Kv7 channel activators -a novel treatment for preterm labour?

Every year, over 40,000 babies are born too early. Whilst some of these babies will be healthy, many will die shortly after birth and those who survive risk developing lifelong disability or behavioural problems. Ideally, obstetricians would like to be able to predict which women are at risk of delivering their baby prematurely and prevent them going into labour too early. However, this is not yet possible and women present at hospital in preterm labour requiring drugs to stop their uterus (womb) from contracting. The drugs currently available are not very effective and there is a real need to develop better treatments. Our research has identified a new class of drugs (Kv7 channel activators) that can potentially stop the uterus from contracting. Before we can begin testing these drugs in pregnant women, we need to show that they are safe to use in pregnancy. Our project aims to do this and also to develop our understanding of how these drugs can target the uterus specifically.

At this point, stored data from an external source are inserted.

//! Configuration management for planbox
//!
//! Settings are loaded from environment variables with sensible defaults.
//! CLI flags override the log level; everything else is environment-only.
//!
//! # Environment Variables
//!
//! - `PLANBOX_LOG_LEVEL`: Logging level - default: "info"
//! - `PLANBOX_MAX_DEPTH`: Directory depth the scanner descends - default: "10"
//! - `PLANBOX_MAX_FILES`: Files captured before the scan stops - default: "5000"
//! - `PLANBOX_MAX_FILE_SIZE`: Largest file detectors may read, in bytes - default: "1048576"
//! - `PLANBOX_DETECTOR_TIMEOUT_MS`: Per-detector time limit - default: "2000"
//! - `PLANBOX_CATALOG`: TOML catalog replacing the built-in image/port tables - optional
//!
//! # Example
//!
//! ```no_run
//! use planbox::PlanboxConfig;
//!
//! let config = PlanboxConfig::default();
//! config.validate().expect("Invalid configuration");
//! println!("{}", config);
//! ```

use crate::plan::Catalog;
use crate::scan::ScanConfig;
use std::env;
use std::fmt;
use std::path::PathBuf;
use std::time::Duration;
use thiserror::Error;

const DEFAULT_LOG_LEVEL: &str = "info";
const DEFAULT_MAX_DEPTH: usize = 10;
const DEFAULT_MAX_FILES: usize = 5000;
const DEFAULT_MAX_FILE_SIZE: u64 = 1024 * 1024;
const DEFAULT_DETECTOR_TIMEOUT_MS: u64 = 2000;

const MAX_DEPTH_LIMIT: usize = 64;
const MAX_FILES_LIMIT: usize = 1_000_000;
const MAX_FILE_SIZE_LIMIT: u64 = 64 * 1024 * 1024;
const MAX_DETECTOR_TIMEOUT_MS: u64 = 60_000;

/// Configuration errors
#[derive(Debug, Error)]
pub enum ConfigError {
    /// Configuration validation failed
    #[error("Configuration validation failed: {0}")]
    ValidationFailed(String),

    /// Failed to parse configuration value
    #[error("Failed to parse {field}: {error}")]
    ParseError { field: String, error: String },

    #[error("Failed to load catalog {path}: {message}")]
    CatalogLoad { path: String, message: String },
}

/// Main configuration structure for planbox
#[derive(Debug, Clone, PartialEq)]
pub struct PlanboxConfig {
    /// Logging level (trace, debug, info, warn, error)
    pub log_level: String,

    pub max_depth: usize,

    pub max_files: usize,

    /// Files above this size read as absent
    pub max_file_size: u64,

    pub detector_timeout_ms: u64,

    /// Replacement catalog; the built-in one is used when unset
    pub catalog_path: Option<PathBuf>,
}

impl Default for PlanboxConfig {
    /// Loads from `PLANBOX_*` environment variables, ignoring unparsable values
    fn default() -> Self {
        let log_level = env::var("PLANBOX_LOG_LEVEL")
            .unwrap_or_else(|_| DEFAULT_LOG_LEVEL.to_string())
            .to_lowercase();

        let max_depth = env::var("PLANBOX_MAX_DEPTH")
            .ok()
            .and_then(|v| v.parse::<usize>().ok())
            .unwrap_or(DEFAULT_MAX_DEPTH);

        let max_files = env::var("PLANBOX_MAX_FILES")
            .ok()
            .and_then(|v| v.parse::<usize>().ok())
            .unwrap_or(DEFAULT_MAX_FILES);

        let max_file_size = env::var("PLANBOX_MAX_FILE_SIZE")
            .ok()
            .and_then(|v| v.parse::<u64>().ok())
            .unwrap_or(DEFAULT_MAX_FILE_SIZE);

        let detector_timeout_ms = env::var("PLANBOX_DETECTOR_TIMEOUT_MS")
            .ok()
            .and_then(|v| v.parse::<u64>().ok())
            .unwrap_or(DEFAULT_DETECTOR_TIMEOUT_MS);

        let catalog_path = env::var("PLANBOX_CATALOG")
            .ok()
            .filter(|v| !v.trim().is_empty())
            .map(PathBuf::from);

        Self {
            log_level,
            max_depth,
            max_files,
            max_file_size,
            detector_timeout_ms,
            catalog_path,
        }
    }
}

impl PlanboxConfig {
    /// Like [`Default::default`], but unparsable values are errors
    pub fn from_env() -> Result<Self, ConfigError> {
        let defaults = Self::default();
        Ok(Self {
            max_depth: parse_var("PLANBOX_MAX_DEPTH")?.unwrap_or(DEFAULT_MAX_DEPTH),
            max_files: parse_var("PLANBOX_MAX_FILES")?.unwrap_or(DEFAULT_MAX_FILES),
            max_file_size: parse_var("PLANBOX_MAX_FILE_SIZE")?.unwrap_or(DEFAULT_MAX_FILE_SIZE),
            detector_timeout_ms: parse_var("PLANBOX_DETECTOR_TIMEOUT_MS")?
                .unwrap_or(DEFAULT_DETECTOR_TIMEOUT_MS),
            ..defaults
        })
    }

    /// Checks that limits are non-zero and bounded and that the log level is known
    pub fn validate(&self) -> Result<(), ConfigError> {
        if self.max_depth == 0 || self.max_depth > MAX_DEPTH_LIMIT {
            return Err(ConfigError::ValidationFailed(format!(
                "Max depth must be between 1 and {}",
                MAX_DEPTH_LIMIT
            )));
        }
        if self.max_files == 0 || self.max_files > MAX_FILES_LIMIT {
            return Err(ConfigError::ValidationFailed(format!(
                "Max files must be between 1 and {}",
                MAX_FILES_LIMIT
            )));
        }
        if self.max_file_size == 0 || self.max_file_size > MAX_FILE_SIZE_LIMIT {
            return Err(ConfigError::ValidationFailed(
                "Max file size must be between 1 byte and 64MB".to_string(),
            ));
        }
        if self.detector_timeout_ms == 0 || self.detector_timeout_ms > MAX_DETECTOR_TIMEOUT_MS {
            return Err(ConfigError::ValidationFailed(
                "Detector timeout must be between 1ms and 60s".to_string(),
            ));
        }

        match self.log_level.as_str() {
            "trace" | "debug" | "info" | "warn" | "error" => {}
            _ => {
                return Err(ConfigError::ValidationFailed(format!(
                    "Invalid log level: {}. Valid options: trace, debug, info, warn, error",
                    self.log_level
                )))
            }
        }

        Ok(())
    }

    pub fn scan_config(&self) -> ScanConfig {
        ScanConfig {
            max_depth: self.max_depth,
            max_files: self.max_files,
        }
    }

    pub fn detector_timeout(&self) -> Duration {
        Duration::from_millis(self.detector_timeout_ms)
    }

    pub fn load_catalog(&self) -> Result<Catalog, ConfigError> {
        Catalog::load_or_builtin(self.catalog_path.as_deref())
    }
}

fn parse_var<T>(field: &str) -> Result<Option<T>, ConfigError>
where
    T: std::str::FromStr,
    T::Err: fmt::Display,
{
    match env::var(field) {
        Ok(value) => value
            .trim()
            .parse::<T>()
            .map(Some)
            .map_err(|e| ConfigError::ParseError {
                field: field.to_string(),
                error: e.to_string(),
            }),
        Err(_) => Ok(None),
    }
}

impl fmt::Display for PlanboxConfig {
    fn fmt(&self, f: &mut fmt::Formatter<'_>) -> fmt::Result {
        writeln!(f, "Planbox Configuration:")?;
        writeln!(f, "  Log Level: {}", self.log_level)?;
        writeln!(f, "  Max Depth: {}", self.max_depth)?;
        writeln!(f, "  Max Files: {}", self.max_files)?;
        writeln!(f, "  Max File Size: {} bytes", self.max_file_size)?;
        writeln!(f, "  Detector Timeout: {}ms", self.detector_timeout_ms)?;
        match &self.catalog_path {
            Some(path) => writeln!(f, "  Catalog: {}", path.display())?,
            None => writeln!(f, "  Catalog: built-in")?,
        }
        Ok(())
    }
}

#[cfg(test)]
mod tests {
    use super::*;
    use serial_test::serial;

    /// Sets an environment variable and restores the previous value on drop
    struct EnvGuard {
        key: String,
        old_value: Option<String>,
    }

    impl EnvGuard {
        fn set(key: &str, value: &str) -> Self {
            let old_value = env::var(key).ok();
            env::set_var(key, value);
            Self {
                key: key.to_string(),
                old_value,
            }
        }

        fn unset(key: &str) -> Self {
            let old_value = env::var(key).ok();
            env::remove_var(key);
            Self {
                key: key.to_string(),
                old_value,
            }
        }
    }

    impl Drop for EnvGuard {
        fn drop(&mut self) {
            match &self.old_value {
                Some(v) => env::set_var(&self.key, v),
                None => env::remove_var(&self.key),
            }
        }
    }

    fn valid_config() -> PlanboxConfig {
        PlanboxConfig {
            log_level: "info".to_string(),
            max_depth: 10,
            max_files: 5000,
            max_file_size: 1024,
            detector_timeout_ms: 2000,
            catalog_path: None,
        }
    }

    #[test]
    #[serial]
    fn test_default_configuration() {
        let _guards = vec![
            EnvGuard::unset("PLANBOX_LOG_LEVEL"),
            EnvGuard::unset("PLANBOX_MAX_DEPTH"),
            EnvGuard::unset("PLANBOX_MAX_FILES"),
            EnvGuard::unset("PLANBOX_MAX_FILE_SIZE"),
            EnvGuard::unset("PLANBOX_DETECTOR_TIMEOUT_MS"),
            EnvGuard::unset("PLANBOX_CATALOG"),
        ];

        let config = PlanboxConfig::default();

        assert_eq!(config.log_level, DEFAULT_LOG_LEVEL);
        assert_eq!(config.max_depth, DEFAULT_MAX_DEPTH);
        assert_eq!(config.max_files, DEFAULT_MAX_FILES);
        assert_eq!(config.max_file_size, DEFAULT_MAX_FILE_SIZE);
        assert_eq!(config.detector_timeout(), Duration::from_millis(2000));
        assert!(config.catalog_path.is_none());
        assert!(config.validate().is_ok());
    }

    #[test]
    #[serial]
    fn test_environment_variable_parsing() {
        let _guards = vec![
            EnvGuard::set("PLANBOX_LOG_LEVEL", "DEBUG"),
            EnvGuard::set("PLANBOX_MAX_DEPTH", "4"),
            EnvGuard::set("PLANBOX_MAX_FILES", "250"),
            EnvGuard::set("PLANBOX_DETECTOR_TIMEOUT_MS", "500"),
            EnvGuard::set("PLANBOX_CATALOG", "/etc/planbox/catalog.toml"),
        ];

        let config = PlanboxConfig::default();

        assert_eq!(config.log_level, "debug");
        assert_eq!(config.scan_config(), ScanConfig { max_depth: 4, max_files: 250 });
        assert_eq!(config.detector_timeout_ms, 500);
        assert_eq!(
            config.catalog_path,
            Some(PathBuf::from("/etc/planbox/catalog.toml"))
        );
    }

    #[test]
    #[serial]
    fn test_from_env_reports_parse_errors() {
        let _guard = EnvGuard::set("PLANBOX_MAX_FILES", "lots");

        let err = PlanboxConfig::from_env().unwrap_err();
        assert!(matches!(err, ConfigError::ParseError { ref field, .. } if field == "PLANBOX_MAX_FILES"));
        assert_eq!(PlanboxConfig::default().max_files, DEFAULT_MAX_FILES);
    }

    #[test]
    fn test_configuration_validation_limits() {
        assert!(valid_config().validate().is_ok());

        let mut config = valid_config();
        config.max_depth = 0;
        assert!(config.validate().is_err());

        let mut config = valid_config();
        config.max_files = MAX_FILES_LIMIT + 1;
        assert!(config.validate().is_err());

        let mut config = valid_config();
        config.detector_timeout_ms = 0;
        assert!(config.validate().is_err());
    }

    #[test]
    fn test_configuration_validation_invalid_log_level() {
        let mut config = valid_config();
        config.log_level = "invalid".to_string();
        assert!(matches!(
            config.validate(),
            Err(ConfigError::ValidationFailed(_))
        ));
    }

    #[test]
    fn test_missing_catalog_file() {
        let mut config = valid_config();
        config.catalog_path = Some(PathBuf::from("/nonexistent/catalog.toml"));
        assert!(matches!(
            config.load_catalog(),
            Err(ConfigError::CatalogLoad { .. })
        ));
        assert!(valid_config().load_catalog().is_ok());
    }

    #[test]
    fn test_config_display() {
        let display = format!("{}", valid_config());
        assert!(display.contains("Planbox Configuration:"));
        assert!(display.contains("Catalog: built-in"));
    }
}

Premature births (37/40 weeks of gestation) account for ~7% of the deliveries in the UK, yet 75% of neonatal deaths, and most admissions to intensive care occur in infants born before 32 weeks of gestation The cost of premature birth in the UK was recently estimated at #939 million/year and economic modelling suggests that delaying preterm birth by one week could save #260 million/year. The ultimate strategy for reducing the impact of preterm labour would be the development of a prediction tool with high sensitivity and specificity to enable early pregnancy stratification of women according to risk, and development of prophylactic therapy. However, in the absence of either, the development of effective tocolytics (drugs that inhibit uterine contractions) would be a major advance in management and prevention of preterm delivery. This application focuses on the unmet need to develop a safe and effective tocolytic therapy that can prolong gestation (when appropriate) for more than one or two days and improve neonatal outcomes for babies. The overarching goal of this project is to facilitate the translation of our recent novel animal and human in vitro data on Kv7 channels into a useful therapeutic tool for the treatment of preterm labour in women. Firstly, our aim is to provide ?proof of principle? data demonstrating that Kv7 activators can inhibit uterine contractions in vivo in pregnant mice (including preterm labour models) and that they are associated with limited side effects; an essential step in the translation pathway. Secondly, to enhance the potential for use of Kv7 channels modulators in pregnant women, the predominant Kv7 channel in myometrium from labouring women needs to be identified. Radio-telemetry will be utilised to measure uterine pressure and cardiovascular parameters and micro-ultrasound to assess uterine artery blood flow in vivo. Kv7 channel subunit composition and function will be explored, using combined electrophysiological/molecular approaches, in human myometrium from pregnant women (?labour). Together this programme of work will aid selection and development of specific Kv7 channel activators for translation to clinical studies.